▶ What the task asks: Copy out each line of the material in which the word "when" appears.

▶ Raw data:
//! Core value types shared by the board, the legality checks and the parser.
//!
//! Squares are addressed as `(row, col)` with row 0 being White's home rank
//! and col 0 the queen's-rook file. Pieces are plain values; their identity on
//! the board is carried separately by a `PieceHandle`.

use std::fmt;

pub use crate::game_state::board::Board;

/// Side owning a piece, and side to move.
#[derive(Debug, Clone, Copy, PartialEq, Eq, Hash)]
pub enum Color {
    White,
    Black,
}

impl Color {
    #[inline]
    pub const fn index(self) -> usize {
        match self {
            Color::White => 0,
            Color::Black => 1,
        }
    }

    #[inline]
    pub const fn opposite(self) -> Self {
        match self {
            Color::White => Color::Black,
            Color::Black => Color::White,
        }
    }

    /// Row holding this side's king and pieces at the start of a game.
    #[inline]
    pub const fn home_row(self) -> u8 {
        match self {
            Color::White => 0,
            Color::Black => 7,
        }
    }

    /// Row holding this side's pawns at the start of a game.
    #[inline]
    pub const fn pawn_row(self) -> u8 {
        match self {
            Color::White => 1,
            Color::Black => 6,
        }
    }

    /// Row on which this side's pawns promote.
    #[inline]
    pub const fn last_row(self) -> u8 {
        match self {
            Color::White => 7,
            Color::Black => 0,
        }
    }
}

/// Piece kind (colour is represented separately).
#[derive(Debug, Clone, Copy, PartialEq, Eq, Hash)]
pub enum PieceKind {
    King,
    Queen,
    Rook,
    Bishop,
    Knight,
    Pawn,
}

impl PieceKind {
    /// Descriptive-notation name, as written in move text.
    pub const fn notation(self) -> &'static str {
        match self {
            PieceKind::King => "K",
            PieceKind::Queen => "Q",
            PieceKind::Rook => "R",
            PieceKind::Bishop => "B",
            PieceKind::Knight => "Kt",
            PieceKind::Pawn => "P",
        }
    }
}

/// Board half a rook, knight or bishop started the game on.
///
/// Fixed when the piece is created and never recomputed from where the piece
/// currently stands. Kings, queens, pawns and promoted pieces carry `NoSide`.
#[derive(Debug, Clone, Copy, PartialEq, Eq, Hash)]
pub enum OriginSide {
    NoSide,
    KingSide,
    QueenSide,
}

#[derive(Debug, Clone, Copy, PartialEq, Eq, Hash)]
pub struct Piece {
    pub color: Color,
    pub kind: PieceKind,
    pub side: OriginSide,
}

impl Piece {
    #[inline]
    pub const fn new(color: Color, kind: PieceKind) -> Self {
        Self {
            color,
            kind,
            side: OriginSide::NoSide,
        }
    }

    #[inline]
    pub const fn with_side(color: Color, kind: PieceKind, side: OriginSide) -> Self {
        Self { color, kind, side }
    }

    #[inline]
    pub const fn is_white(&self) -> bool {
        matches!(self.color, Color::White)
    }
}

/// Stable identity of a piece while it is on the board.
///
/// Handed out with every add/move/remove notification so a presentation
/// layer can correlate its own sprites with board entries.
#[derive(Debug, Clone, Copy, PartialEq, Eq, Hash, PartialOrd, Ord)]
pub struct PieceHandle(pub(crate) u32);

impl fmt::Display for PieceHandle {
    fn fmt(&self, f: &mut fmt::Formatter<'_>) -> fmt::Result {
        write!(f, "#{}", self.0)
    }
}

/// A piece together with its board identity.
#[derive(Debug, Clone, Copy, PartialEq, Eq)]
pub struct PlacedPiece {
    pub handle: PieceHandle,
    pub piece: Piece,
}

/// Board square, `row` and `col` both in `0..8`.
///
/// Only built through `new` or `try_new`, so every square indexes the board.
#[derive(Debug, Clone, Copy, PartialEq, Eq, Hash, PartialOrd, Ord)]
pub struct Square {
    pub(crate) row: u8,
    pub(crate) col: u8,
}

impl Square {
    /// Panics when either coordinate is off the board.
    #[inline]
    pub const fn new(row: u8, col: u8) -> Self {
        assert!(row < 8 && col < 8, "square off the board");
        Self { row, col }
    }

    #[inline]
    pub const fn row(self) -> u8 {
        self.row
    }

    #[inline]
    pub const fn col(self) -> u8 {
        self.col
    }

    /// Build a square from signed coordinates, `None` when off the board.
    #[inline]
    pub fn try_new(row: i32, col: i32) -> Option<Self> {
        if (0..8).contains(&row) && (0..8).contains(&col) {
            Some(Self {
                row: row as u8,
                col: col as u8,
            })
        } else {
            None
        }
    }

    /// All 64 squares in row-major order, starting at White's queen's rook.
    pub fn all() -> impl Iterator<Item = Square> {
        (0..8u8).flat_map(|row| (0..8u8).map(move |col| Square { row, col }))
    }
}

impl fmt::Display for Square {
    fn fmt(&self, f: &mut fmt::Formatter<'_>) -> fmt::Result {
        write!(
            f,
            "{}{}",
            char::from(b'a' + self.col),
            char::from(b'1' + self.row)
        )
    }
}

▶ Your response:
/// Fixed when the piece is created and never recomputed from where the piece
    /// Panics when either coordinate is off the board.
    /// Build a square from signed coordinates, `None` when off the board.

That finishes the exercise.